Records contained in a dataset ▸
|---|
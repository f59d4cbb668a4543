//! HTML-to-text cleaning for email bodies.
//!
//! Mail bodies arrive as HTML more often than not. [`html_to_text`] strips
//! markup down to readable plain text: script/style subtrees are dropped,
//! block-level boundaries become newlines, entities are unescaped, and
//! whitespace is collapsed.
//!
//! Real mail HTML is frequently malformed, so the event-driven scan falls
//! back to a forgiving tag stripper whenever the parser gives up partway.

use quick_xml::events::Event;
use quick_xml::Reader;

/// Tags whose entire subtree is invisible text.
const SKIP_TAGS: [&str; 4] = ["script", "style", "head", "title"];

/// Tags that terminate a visual block; a newline replaces them.
const BLOCK_TAGS: [&str; 15] = [
    "p", "div", "br", "hr", "li", "ul", "ol", "tr", "table", "h1", "h2", "h3", "h4", "h5", "h6",
];

/// Convert HTML content to cleaned plain text.
///
/// Already-plain bodies pass through with only whitespace normalization.
pub fn html_to_text(html: &str) -> String {
    if html.is_empty() {
        return String::new();
    }

    match scan_events(html) {
        Some(text) => collapse_whitespace(&text),
        None => collapse_whitespace(&strip_tags(html)),
    }
}

/// Event-driven pass. Returns `None` when the input is malformed beyond
/// what the parser tolerates, signalling the fallback.
fn scan_events(html: &str) -> Option<String> {
    let mut reader = Reader::from_reader(html.as_bytes());
    let config = reader.config_mut();
    config.check_end_names = false;
    config.trim_text(true);

    let mut out = String::new();
    let mut skip_depth = 0usize;
    let mut buf = Vec::new();

    loop {
        match reader.read_event_into(&mut buf) {
            Ok(Event::Start(e)) => {
                let name = String::from_utf8_lossy(e.local_name().as_ref()).to_lowercase();
                if SKIP_TAGS.contains(&name.as_str()) {
                    skip_depth += 1;
                } else if skip_depth == 0 && BLOCK_TAGS.contains(&name.as_str()) {
                    out.push('\n');
                }
            }
            Ok(Event::End(e)) => {
                let name = String::from_utf8_lossy(e.local_name().as_ref()).to_lowercase();
                if SKIP_TAGS.contains(&name.as_str()) {
                    skip_depth = skip_depth.saturating_sub(1);
                } else if skip_depth == 0 && BLOCK_TAGS.contains(&name.as_str()) {
                    out.push('\n');
                }
            }
            Ok(Event::Empty(e)) => {
                let name = String::from_utf8_lossy(e.local_name().as_ref()).to_lowercase();
                if skip_depth == 0 && BLOCK_TAGS.contains(&name.as_str()) {
                    out.push('\n');
                }
            }
            Ok(Event::Text(t)) => {
                if skip_depth == 0 {
                    match t.unescape() {
                        Ok(text) => out.push_str(&text),
                        Err(_) => out.push_str(&String::from_utf8_lossy(t.as_ref())),
                    }
                    out.push(' ');
                }
            }
            Ok(Event::CData(c)) => {
                if skip_depth == 0 {
                    out.push_str(&String::from_utf8_lossy(c.as_ref()));
                    out.push(' ');
                }
            }
            Ok(Event::Eof) => break,
            Ok(_) => {}
            Err(_) => return None,
        }
        buf.clear();
    }

    Some(out)
}

/// Forgiving fallback: drop `<...>` runs, skip script/style blocks, decode
/// the entities that actually occur in mail.
fn strip_tags(html: &str) -> String {
    let mut out = String::with_capacity(html.len());
    // ASCII-only fold keeps byte offsets aligned with the original.
    let lower = html.to_ascii_lowercase();
    let bytes = html.as_bytes();
    let mut i = 0usize;

    while i < bytes.len() {
        if bytes[i] == b'<' {
            // Skip invisible subtrees wholesale.
            let mut skipped = false;
            for tag in SKIP_TAGS {
                let open = format!("<{tag}");
                if lower[i..].starts_with(&open) {
                    let close = format!("</{tag}");
                    if let Some(rel) = lower[i..].find(&close) {
                        let after = i + rel;
                        i = match lower[after..].find('>') {
                            Some(gt) => after + gt + 1,
                            None => bytes.len(),
                        };
                    } else {
                        i = bytes.len();
                    }
                    skipped = true;
                    break;
                }
            }
            if skipped {
                continue;
            }

            // Ordinary tag: consume to '>' and substitute a separator.
            let end = match lower[i..].find('>') {
                Some(gt) => i + gt + 1,
                None => bytes.len(),
            };
            for tag in BLOCK_TAGS {
                if lower[i + 1..].starts_with(tag) || lower[i + 1..].starts_with(&format!("/{tag}"))
                {
                    out.push('\n');
                    break;
                }
            }
            i = end;
        } else if bytes[i] == b'&' {
            let (decoded, consumed) = decode_entity(&html[i..]);
            out.push_str(&decoded);
            i += consumed;
        } else {
            let ch = html[i..].chars().next().unwrap_or(' ');
            out.push(ch);
            i += ch.len_utf8();
        }
    }

    out
}

/// Decode one entity at the start of `s`; returns (text, bytes consumed).
fn decode_entity(s: &str) -> (String, usize) {
    let window = &s.as_bytes()[..s.len().min(12)];
    let semicolon = match window.iter().position(|&b| b == b';') {
        Some(pos) => pos,
        None => return ("&".to_string(), 1),
    };
    let entity = match s.get(1..semicolon) {
        Some(entity) => entity,
        None => return ("&".to_string(), 1),
    };

    let decoded = match entity {
        "amp" => Some("&".to_string()),
        "lt" => Some("<".to_string()),
        "gt" => Some(">".to_string()),
        "quot" => Some("\"".to_string()),
        "apos" => Some("'".to_string()),
        "nbsp" => Some(" ".to_string()),
        _ => entity.strip_prefix('#').and_then(|num| {
            let code = if let Some(hex) = num.strip_prefix('x').or_else(|| num.strip_prefix('X')) {
                u32::from_str_radix(hex, 16).ok()
            } else {
                num.parse::<u32>().ok()
            };
            code.and_then(char::from_u32).map(String::from)
        }),
    };

    match decoded {
        Some(text) => (text, semicolon + 1),
        None => ("&".to_string(), 1),
    }
}

/// Collapse horizontal whitespace runs, cap blank lines at one, trim edges.
fn collapse_whitespace(text: &str) -> String {
    let mut out = String::with_capacity(text.len());
    let mut pending_newlines = 0usize;
    let mut pending_space = false;

    for ch in text.chars() {
        match ch {
            '\n' | '\r' => {
                pending_newlines += 1;
                pending_space = false;
            }
            c if c.is_whitespace() => pending_space = true,
            c => {
                if pending_newlines > 0 && !out.is_empty() {
                    out.push('\n');
                    if pending_newlines > 1 {
                        out.push('\n');
                    }
                } else if pending_space && !out.is_empty() {
                    out.push(' ');
                }
                pending_newlines = 0;
                pending_space = false;
                out.push(c);
            }
        }
    }

    out
}
//! End-to-end retrieval tests: store → coordinator → search, over a real
//! SQLite file and a deterministic embedder. No network, no external
//! services.

use anyhow::Result;
use async_trait::async_trait;
use parking_lot::RwLock;
use std::sync::Arc;
use tempfile::TempDir;

use mailmind::embedding::EmbeddingProvider;
use mailmind::indexer::IndexCoordinator;
use mailmind::keyword_index::KeywordIndex;
use mailmind::migrate;
use mailmind::models::NewEmail;
use mailmind::retrieval::SearchService;
use mailmind::store::{EmailStore, SqliteEmailStore};
use mailmind::vector_index::VectorIndex;
use mailmind::{db, ingest};

const DIMS: usize = 8;

/// Embedder deriving a stable vector from text bytes: identical texts embed
/// identically, no network involved.
struct FakeEmbedder;

impl FakeEmbedder {
    fn vector_for(text: &str) -> Vec<f32> {
        let mut v = vec![0.0f32; DIMS];
        for (i, b) in text.bytes().enumerate() {
            v[i % DIMS] += f32::from(b) / 255.0;
        }
        v
    }
}

#[async_trait]
impl EmbeddingProvider for FakeEmbedder {
    fn model_name(&self) -> &str {
        "fake"
    }

    fn dims(&self) -> usize {
        DIMS
    }

    async fn embed(&self, texts: &[String]) -> Result<Vec<Vec<f32>>> {
        Ok(texts.iter().map(|t| Self::vector_for(t)).collect())
    }
}

struct Harness {
    _tmp: TempDir,
    store: Arc<SqliteEmailStore>,
    vector_index: Arc<RwLock<VectorIndex>>,
    keyword_index: Arc<RwLock<KeywordIndex>>,
    coordinator: IndexCoordinator,
    search: SearchService,
    index_path: std::path::PathBuf,
}

async fn harness() -> Harness {
    let tmp = TempDir::new().unwrap();
    let db_path = tmp.path().join("data").join("mailmind.db");
    let index_path = tmp.path().join("data").join("vectors.idx");

    let pool = db::connect(&db_path).await.unwrap();
    migrate::run_migrations(&pool).await.unwrap();
    let store = Arc::new(SqliteEmailStore::new(pool));

    let embedder: Arc<dyn EmbeddingProvider> = Arc::new(FakeEmbedder);
    let vector_index = Arc::new(RwLock::new(
        VectorIndex::open(DIMS, &index_path).unwrap(),
    ));
    let keyword_index = Arc::new(RwLock::new(KeywordIndex::new()));

    let coordinator = IndexCoordinator::new(
        embedder.clone(),
        vector_index.clone(),
        keyword_index.clone(),
    );
    let search = SearchService::new(store.clone(), embedder, vector_index.clone());

    Harness {
        _tmp: tmp,
        store,
        vector_index,
        keyword_index,
        coordinator,
        search,
        index_path,
    }
}

fn email(message_id: &str, subject: &str, body: &str, date: i64) -> NewEmail {
    NewEmail {
        message_id: message_id.to_string(),
        thread_id: format!("t-{message_id}"),
        from_address: "alice@example.com".to_string(),
        to_addresses: "me@example.com".to_string(),
        cc_addresses: None,
        bcc_addresses: None,
        subject: subject.to_string(),
        raw_html: format!("<p>{body}</p>"),
        plain_text: body.to_string(),
        summary: None,
        date,
    }
}

/// Save a batch, read the persisted records back by id, index them.
async fn ingest_batch(h: &Harness, emails: &[NewEmail]) -> Vec<i64> {
    let ids = h.store.save_emails(emails).await.unwrap();
    let mut persisted = Vec::new();
    for &id in &ids {
        persisted.push(h.store.get_email(id).await.unwrap().unwrap());
    }
    h.coordinator.index_emails(&persisted).await.unwrap();
    ids
}

#[tokio::test]
async fn test_save_assigns_stable_ids_and_upserts() {
    let h = harness().await;

    let first = h
        .store
        .save_emails(&[email("m1", "hello", "world", 100)])
        .await
        .unwrap();
    // Same message id again: no new record, same id.
    let second = h
        .store
        .save_emails(&[email("m1", "hello (edited)", "world again", 200)])
        .await
        .unwrap();

    assert_eq!(first, second);
    let record = h.store.get_email(first[0]).await.unwrap().unwrap();
    assert_eq!(record.subject, "hello (edited)");
    assert_eq!(h.store.list_recent(10).await.unwrap().len(), 1);
}

#[tokio::test]
async fn test_search_text_is_case_insensitive_and_recent_first() {
    let h = harness().await;
    h.store
        .save_emails(&[
            email("m1", "Kubernetes upgrade", "cluster notes", 100),
            email("m2", "lunch", "no cluster here at all... actually cluster", 300),
            email("m3", "other", "unrelated", 200),
        ])
        .await
        .unwrap();

    let results = h.store.search_text("CLUSTER", 10).await.unwrap();
    let ids: Vec<&str> = results.iter().map(|r| r.message_id.as_str()).collect();
    assert_eq!(ids, vec!["m2", "m1"]);
}

#[tokio::test]
async fn test_semantic_search_returns_exact_match_first() {
    let h = harness().await;
    ingest_batch(
        &h,
        &[
            email("m1", "budget", "quarterly budget numbers", 100),
            email("m2", "poetry", "an ode to the sea", 200),
        ],
    )
    .await;

    let results = h
        .search
        .search_semantic("quarterly budget numbers", 5)
        .await
        .unwrap();
    assert_eq!(results[0].message_id, "m1");
    assert_eq!(results.len(), 2);
}

#[tokio::test]
async fn test_semantic_search_empty_archive() {
    let h = harness().await;
    let results = h.search.search_semantic("anything", 5).await.unwrap();
    assert!(results.is_empty());
}

#[tokio::test]
async fn test_semantic_skips_ids_missing_from_store() {
    let h = harness().await;
    ingest_batch(&h, &[email("m1", "real", "the real body", 100)]).await;

    // Plant an index entry whose record does not exist.
    h.vector_index
        .write()
        .add_items(&[9999], &[FakeEmbedder::vector_for("the real body")])
        .unwrap();

    let results = h.search.search_semantic("the real body", 10).await.unwrap();
    let ids: Vec<i64> = results.iter().map(|r| r.id).collect();
    assert!(!ids.contains(&9999));
    assert_eq!(results.len(), 1);
}

#[tokio::test]
async fn test_hybrid_properties() {
    let h = harness().await;
    let limit = 4;
    ingest_batch(
        &h,
        &[
            email("m1", "deploy", "rollout plan for deploy", 100),
            email("m2", "deploy question", "when is the deploy happening", 200),
            email("m3", "groceries", "milk and deploy... eggs", 300),
            email("m4", "unrelated", "nothing to see", 400),
            email("m5", "also unrelated", "still nothing", 500),
        ],
    )
    .await;

    let semantic = h
        .search
        .search_semantic("rollout plan for deploy", limit)
        .await
        .unwrap();
    let hybrid = h
        .search
        .search_hybrid("rollout plan for deploy", limit)
        .await
        .unwrap();

    // Bounded by the limit, no duplicate ids.
    assert!(hybrid.len() <= limit);
    let ids: Vec<i64> = hybrid.iter().map(|r| r.id).collect();
    let unique: std::collections::HashSet<i64> = ids.iter().copied().collect();
    assert_eq!(unique.len(), ids.len());

    // The semantic prefix is preserved verbatim: every semantic id appears
    // before every keyword-only id.
    let semantic_ids: Vec<i64> = semantic.iter().map(|r| r.id).collect();
    assert_eq!(&ids[..semantic_ids.len().min(ids.len())], &semantic_ids[..semantic_ids.len().min(ids.len())]);
}

#[tokio::test]
async fn test_keyword_index_tracks_batches() {
    let h = harness().await;
    let ids = ingest_batch(
        &h,
        &[
            email("m1", "hello world", "", 100),
            email("m2", "world peace", "", 200),
        ],
    )
    .await;

    let keyword = h.keyword_index.read();
    assert_eq!(keyword.search("world", 10), ids);
    assert_eq!(keyword.search("hello", 10), vec![ids[0]]);
    assert!(keyword.search("xyz", 10).is_empty());
}

#[tokio::test]
async fn test_vector_index_persists_across_reopen() {
    let h = harness().await;
    ingest_batch(
        &h,
        &[
            email("m1", "a", "first body text", 100),
            email("m2", "b", "second body text", 200),
        ],
    )
    .await;

    let probe = FakeEmbedder::vector_for("first body text");
    let before = h.vector_index.read().search(&probe, 10).unwrap();

    let reopened = VectorIndex::open(DIMS, &h.index_path).unwrap();
    let after = reopened.search(&probe, 10).unwrap();

    assert_eq!(before, after);
    assert_eq!(reopened.len(), 2);
}

#[tokio::test]
async fn test_ingestion_service_end_to_end() {
    use mailmind::mail::MailClient;
    use mailmind::models::RawMessage;

    struct FixtureMail;

    #[async_trait]
    impl MailClient for FixtureMail {
        async fn fetch_messages(&self, _max_results: usize) -> Result<Vec<RawMessage>> {
            Ok(vec![RawMessage {
                message_id: "w1".to_string(),
                thread_id: "t1".to_string(),
                subject: "Welcome aboard".to_string(),
                from_address: "hr@example.com".to_string(),
                to_addresses: "me@example.com".to_string(),
                cc_addresses: None,
                bcc_addresses: None,
                raw_html: "<html><body><p>Your first day is <b>Monday</b>.</p></body></html>"
                    .to_string(),
                date: 1_700_000_000,
            }])
        }
    }

    let h = harness().await;
    let coordinator = IndexCoordinator::new(
        Arc::new(FakeEmbedder),
        h.vector_index.clone(),
        h.keyword_index.clone(),
    );
    let service = ingest::IngestionService::new(
        Arc::new(FixtureMail),
        h.store.clone(),
        None,
        coordinator,
    );

    let report = service.sync(50).await.unwrap();
    assert_eq!(report.fetched, 1);
    assert_eq!(report.stored, 1);
    assert_eq!(report.indexed, 1);

    // HTML cleaned before storage; the record is immediately searchable.
    let saved = h.store.get_by_message_id("w1").await.unwrap().unwrap();
    assert_eq!(saved.plain_text, "Your first day is Monday .");

    let results = h.store.search_text("monday", 10).await.unwrap();
    assert_eq!(results.len(), 1);
    assert_eq!(h.vector_index.read().len(), 1);
}
use anyhow::Result;
use sqlx::SqlitePool;

/// Create the schema if it does not exist. Idempotent; safe to run on every
/// startup.
pub async fn run_migrations(pool: &SqlitePool) -> Result<()> {
    sqlx::query(
        r#"
        CREATE TABLE IF NOT EXISTS emails (
            id INTEGER PRIMARY KEY AUTOINCREMENT,
            message_id TEXT NOT NULL UNIQUE,
            thread_id TEXT NOT NULL DEFAULT '',
            from_address TEXT NOT NULL DEFAULT '',
            to_addresses TEXT NOT NULL DEFAULT '',
            cc_addresses TEXT,
            bcc_addresses TEXT,
            subject TEXT NOT NULL DEFAULT '',
            raw_html TEXT NOT NULL DEFAULT '',
            plain_text TEXT NOT NULL DEFAULT '',
            summary TEXT,
            date INTEGER NOT NULL,
            created_at INTEGER NOT NULL,
            updated_at INTEGER NOT NULL
        )
        "#,
    )
    .execute(pool)
    .await?;

    sqlx::query("CREATE INDEX IF NOT EXISTS idx_emails_date ON emails(date DESC)")
        .execute(pool)
        .await?;
    sqlx::query("CREATE INDEX IF NOT EXISTS idx_emails_thread ON emails(thread_id)")
        .execute(pool)
        .await?;

    Ok(())
}
pub mod envelope;
pub mod http;

pub use envelope::{DEFAULT_INDEX, DEFAULT_SOURCETYPE, EventFormatter, SinkEnvelope};
pub use http::{SinkConfig, SinkError, SinkForwarder, SinkResponse, SinkStats, SinkStatsSnapshot};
|---|
YOUR OBJECTIVE ▸
Restate word for word the lines of the data above, starting at the line containing "let mut pending_newlines = 0usize;" and ending at the line containing "async fn embed(&self, texts: &[String])", both included, and nothing more.

SOLVED PROBLEM ▸
    let mut pending_newlines = 0usize;
    let mut pending_space = false;

    for ch in text.chars() {
        match ch {
            '\n' | '\r' => {
                pending_newlines += 1;
                pending_space = false;
            }
            c if c.is_whitespace() => pending_space = true,
            c => {
                if pending_newlines > 0 && !out.is_empty() {
                    out.push('\n');
                    if pending_newlines > 1 {
                        out.push('\n');
                    }
                } else if pending_space && !out.is_empty() {
                    out.push(' ');
                }
                pending_newlines = 0;
                pending_space = false;
                out.push(c);
            }
        }
    }

    out
}
//! End-to-end retrieval tests: store → coordinator → search, over a real
//! SQLite file and a deterministic embedder. No network, no external
//! services.

use anyhow::Result;
use async_trait::async_trait;
use parking_lot::RwLock;
use std::sync::Arc;
use tempfile::TempDir;

use mailmind::embedding::EmbeddingProvider;
use mailmind::indexer::IndexCoordinator;
use mailmind::keyword_index::KeywordIndex;
use mailmind::migrate;
use mailmind::models::NewEmail;
use mailmind::retrieval::SearchService;
use mailmind::store::{EmailStore, SqliteEmailStore};
use mailmind::vector_index::VectorIndex;
use mailmind::{db, ingest};

const DIMS: usize = 8;

/// Embedder deriving a stable vector from text bytes: identical texts embed
/// identically, no network involved.
struct FakeEmbedder;

impl FakeEmbedder {
    fn vector_for(text: &str) -> Vec<f32> {
        let mut v = vec![0.0f32; DIMS];
        for (i, b) in text.bytes().enumerate() {
            v[i % DIMS] += f32::from(b) / 255.0;
        }
        v
    }
}

#[async_trait]
impl EmbeddingProvider for FakeEmbedder {
    fn model_name(&self) -> &str {
        "fake"
    }

    fn dims(&self) -> usize {
        DIMS
    }

    async fn embed(&self, texts: &[String]) -> Result<Vec<Vec<f32>>> {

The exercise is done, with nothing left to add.